Renal Hemodynamic and Excretory Responses to Infusion of Tyrosine Kinase Inhibitor, Imatinib in Anesthetized Mice

Systemic administration of a tyrosine kinase inhibitor, imatinib has been shown to have potent vasodilator activity in pulmonary and systemic vascular beds in rats. Chronic treatment with imatinib was also shown to cause marked attenuation of the renal injury in AngII induced hypertensive rats. However, the involvement of tyrosine kinases in the regulation of renal hemodynamics and excretory function is not yet clearly defined. To examine the role of constitutively active tyrosine kinases in the kidney, we have examined the renal effects of intravenous infusion of imatinib mesylate (Novartis Pharma, AG, Basel, Switzerland) at incremental doses (0.02, 0.2 and 2 mg/min/kg bw) as well as its interaction with nitric oxide (NO) activity in anesthetized mice. Systemic blood pressure (SBP) was recorded from a cannula placed in the left carotid artery. Renal blood flow (RBF) and glomerular filtration rate (GFR) were measured by renal clearances of PAH and inulin respectively. From a control SBP value of 91 ± 3 mmHg in one group of mice (n=5), imatinib caused minimal changes in SBP at lower doses (87 ± 4 and 86 ± 5mmHg; n=5) but caused significant reduction (75 ± 4 mmHg; P<0.01) at the highest dose.
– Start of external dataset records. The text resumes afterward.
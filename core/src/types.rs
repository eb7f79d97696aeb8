use serde::{Deserialize, Serialize};

/// Name of the metadata row holding the persisted compaction horizon.
/// It never shows up in reads, counts or watches.
pub const COMPACT_REV_KEY: &str = "compact_rev_key";

/// One row of the `kine` table. Rows are only ever appended (and removed by compaction).
#[derive(Debug, Clone, PartialEq, Eq)]
pub struct LogRow {
    pub id: i64,
    pub name: String,
    pub created: bool,
    pub deleted: bool,
    pub create_revision: i64,
    pub prev_revision: i64,
    pub lease: i64,
    pub value: Vec<u8>,
    pub old_value: Vec<u8>,
}

impl LogRow {
    /// The create revision as seen by clients. Creating rows store 0 and take their own id.
    pub fn effective_create_revision(&self) -> i64 {
        if self.created {
            self.id
        } else {
            self.create_revision
        }
    }

    pub fn is_metadata(&self) -> bool { self.name == COMPACT_REV_KEY }

    pub fn to_kv(&self) -> KeyValue {
        KeyValue {
            key: self.name.clone(),
            create_revision: self.effective_create_revision(),
            mod_revision: self.id,
            value: self.value.clone(),
            lease: self.lease,
        }
    }

    /// Projection of the chain predecessor, if the row has one.
    pub fn prev_kv(&self) -> Option<KeyValue> {
        if self.prev_revision <= 0 {
            return None;
        }
        Some(KeyValue {
            key: self.name.clone(),
            create_revision: self.create_revision,
            mod_revision: self.prev_revision,
            value: self.old_value.clone(),
            lease: self.lease,
        })
    }

    pub fn to_event(&self) -> Event {
        // A re-create chains from a tombstone; clients must not see that as a previous value.
        let prev_kv = if self.created { None } else { self.prev_kv() };
        Event { create: self.created, delete: self.deleted, kv: self.to_kv(), prev_kv }
    }
}

/// A row about to be appended. The engine assigns the id.
#[derive(Debug, Clone)]
pub struct NewRow {
    pub name: String,
    pub created: bool,
    pub deleted: bool,
    pub create_revision: i64,
    pub prev_revision: i64,
    pub lease: i64,
    pub value: Vec<u8>,
    pub old_value: Vec<u8>,
}

impl NewRow {
    pub fn create(name: &str, value: Vec<u8>, lease: i64, prev_revision: i64) -> Self {
        Self {
            name: name.to_owned(),
            created: true,
            deleted: false,
            create_revision: 0,
            prev_revision,
            lease,
            value,
            old_value: Vec::new(),
        }
    }

    pub fn update(current: &KeyValue, value: Vec<u8>, lease: i64) -> Self {
        Self {
            name: current.key.clone(),
            created: false,
            deleted: false,
            create_revision: current.create_revision,
            prev_revision: current.mod_revision,
            lease,
            value,
            old_value: current.value.clone(),
        }
    }

    pub fn tombstone(current: &KeyValue) -> Self {
        Self {
            name: current.key.clone(),
            created: false,
            deleted: true,
            create_revision: current.create_revision,
            prev_revision: current.mod_revision,
            lease: current.lease,
            value: Vec::new(),
            old_value: current.value.clone(),
        }
    }
}

#[derive(Debug, Clone, PartialEq, Eq, Serialize, Deserialize)]
pub struct KeyValue {
    pub key: String,
    pub create_revision: i64,
    pub mod_revision: i64,
    pub value: Vec<u8>,
    pub lease: i64,
}

#[derive(Debug, Clone, PartialEq, Eq, Serialize, Deserialize)]
pub struct Event {
    pub delete: bool,
    pub create: bool,
    pub kv: KeyValue,
    pub prev_kv: Option<KeyValue>,
}

impl Event {
    pub fn revision(&self) -> i64 { self.kv.mod_revision }
}

/// Outcome of a compare-and-swap write (update or delete).
///
/// `succeeded = false` is the optimistic-lock failure: `revision` and `kv` then describe the
/// key as it currently is, so the caller can re-read and recompute its write.
#[derive(Debug, Clone, PartialEq, Eq)]
pub struct UpdateResult {
    pub revision: i64,
    pub kv: Option<KeyValue>,
    pub succeeded: bool,
}

/// The keys an operation applies to.
#[derive(Debug, Clone, PartialEq, Eq)]
pub enum KeyRange {
    /// A single key.
    Exact(String),
    /// `start <= key < end`; no end means unbounded.
    Range { start: String, end: Option<String> },
}

impl KeyRange {
    /// Interprets a key the way the apiserver uses it: a trailing `/` selects every key below
    /// that directory, anything else selects exactly that key.
    pub fn from_prefix(prefix: &str) -> Self {
        if prefix.is_empty() {
            KeyRange::Range { start: String::new(), end: None }
        } else if prefix.ends_with('/') {
            KeyRange::Range { start: prefix.to_owned(), end: prefix_end(prefix) }
        } else {
            KeyRange::Exact(prefix.to_owned())
        }
    }

    /// etcd-style `[key, range_end)`; an empty `range_end` means the single key.
    pub fn from_range(key: &str, range_end: &str) -> Self {
        if range_end.is_empty() {
            KeyRange::Exact(key.to_owned())
        } else {
            KeyRange::Range { start: key.to_owned(), end: Some(range_end.to_owned()) }
        }
    }

    /// Narrows the range so it starts no earlier than `start_key`.
    pub fn starting_at(self, start_key: &str) -> Self {
        match self {
            KeyRange::Range { start, end } if start_key > start.as_str() => KeyRange::Range { start: start_key.to_owned(), end },
            KeyRange::Exact(key) if !start_key.is_empty() && start_key > key.as_str() => {
                // Nothing at or after start_key can match.
                KeyRange::Range { start: start_key.to_owned(), end: Some(start_key.to_owned()) }
            }
            other => other,
        }
    }

    pub fn contains(&self, key: &str) -> bool {
        match self {
            KeyRange::Exact(k) => k == key,
            KeyRange::Range { start, end } => key >= start.as_str() && end.as_deref().map_or(true, |end| key < end),
        }
    }
}

/// Smallest string greater than every string starting with `prefix`, if there is one.
pub fn prefix_end(prefix: &str) -> Option<String> {
    let mut chars: Vec<char> = prefix.chars().collect();
    while let Some(last) = chars.pop() {
        let mut next = last as u32 + 1;
        // skip the surrogate block
        if (0xD800..=0xDFFF).contains(&next) {
            next = 0xE000;
        }
        if let Some(c) = char::from_u32(next) {
            chars.push(c);
            return Some(chars.into_iter().collect());
        }
    }
    None
}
During infusion of imatinib doses, there were no significant changes in RBF (from control value of 9.2 ± 0.9 to 9.2 ± 1.1, 9.9 ± 1.8 and 8.7 ± 2.2 mL/min/g kw respectively), but interestingly, there were dose-depended reductions in GFR (from a control value of 1.8 ± 0.2 to 1.7 ± 0.3, 1.5 ± 0.3, and 1.1 ± 0.3 mmHg). However, only at the highest dose, there were significant reductions in urine flow (from 6.5 ± 0.9 to 4.6 ± 0.5 μL/min/g) and sodium excretion (from 0.42 ± 0.09 to 0.17 ± 0.03 μmol/min/g) but not in fractional excretion of sodium (0.16 ± 0.04 to 0.13 ± 0.04 % ) indicating that the excretory changes were mostly dependent on hemodynamic changes. It is also observed that the usual responses (reductions in RBF, GFR etc) to the infusion of NO synthase inhibitor, nitro-L-arginine (L-NAME; 200mg/min/kg) remain intact in mice (separate group; n=5) pretreated with imatinib (0.2 mg/min/kg). These data suggest that a constitutively active tyrosine kinase pathway plays a regulatory role in maintaining glomerular filtration rate and excretory function in the kidney which seems independent of NO activity.